55:37 That knowledge is fragmented, obviously. I can’t know all about you. I may know all about you at a totally different level – I am not talking of that. We are talking of the physical daily existence in which there is so much conflict between two human beings. And that conflict comes about through this constant building of images between you and the other. No? And can that image-making come to an end in our relationship with each other, as a man and a woman, or mother and child and so on, can that image-making come to an end? I say it is possible, it can be done. We have potential to create the image, we have also the potentiality to break down that image. That is, why does the mind, thought, and also the brain, create the image? Please this is very important to understand because the wholeness of life, if one comes to that, that sense of total integrated whole, then all conflict ends. And as long as there is this movement of thought creating images between oneself and another, that sense of destructive individual narrowness will also destroy the wholeness. You understand what I am saying?
58:23 My lord, why are you all so silent? I hope you are thinking together and that is why you are silent.

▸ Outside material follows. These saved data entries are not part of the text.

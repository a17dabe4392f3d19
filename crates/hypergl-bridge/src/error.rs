//! Error types for the bridge crate.

use thiserror::Error;

use crate::handles::ObjectKind;

/// Bridge error type
#[derive(Error, Debug)]
pub enum BridgeError {
    /// A guest offset/length pair falls outside linear memory
    #[error("guest memory access out of bounds: offset {offset:#x}, length {len}")]
    OutOfBounds {
        /// Byte offset requested by the guest
        offset: usize,
        /// Number of bytes requested
        len: usize,
    },

    /// No NUL terminator before the end of linear memory
    #[error("unterminated string at guest offset {0:#x}")]
    UnterminatedString(u32),

    /// Storage-type tag without an element width
    #[error("unsupported element type {0:#06x}")]
    UnsupportedElementType(u32),

    /// Pixel format without a component count
    #[error("unsupported pixel format {0:#06x}")]
    UnsupportedPixelFormat(u32),

    /// Handle is unknown or refers to another kind of object (strict mode only)
    #[error("handle {handle} does not refer to a live {expected}")]
    InvalidHandle {
        /// Raw guest handle
        handle: u32,
        /// Kind the entry point expected
        expected: ObjectKind,
    },

    /// The monotonic handle counter ran out of ids
    #[error("handle space exhausted")]
    HandlesExhausted,

    /// WebAssembly runtime error
    #[error("WASM runtime error: {0}")]
    Wasm(String),

    /// Configuration error
    #[error("configuration error: {0}")]
    Config(String),

    /// IO error
    #[error("IO error: {0}")]
    Io(#[from] std::io::Error),

    /// JSON (de)serialization error
    #[error("JSON error: {0}")]
    Json(#[from] serde_json::Error),
}

/// Result type alias for bridge operations
pub type Result<T> = std::result::Result<T, BridgeError>;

58:42 So after pointing out all this, what is one to do? Is it ever possible to end this movement of not only creating images about the whole as well as the particular, can this movement of thought end? You know, meditation is essentially the ending of thought. Not the meditation that people practise twenty minutes every day, or twenty minutes in the morning and the evening, or meditation according to a system and so on, that is not meditation at all. Meditation is the ending of image-making by thought and the ending of psychological knowledge totally so that the mind is free from the past. That is real meditation.
1:00:26 Now we have talked for an hour and what good has it done? Not that one is seeking a result – I am not, the speaker is not. I don’t care if you do, or don’t. It is up to you. So after listening for an hour perhaps to this harangue, or to this sermon – you know that story of a preacher talking to his disciples every morning, that was his habit. He would get up on the rostrum, talk to his disciples for about ten minutes, or quarter of an hour or an hour, and begin the day that way. So one morning he was preaching, talking about the goodness of life, how to behave. A bird comes and sits on the windowsill and the preacher stops talking. And they all listen to that bird. And the bird flies away and the preacher says. ‘The sermon is over for this morning’. Right? Got it?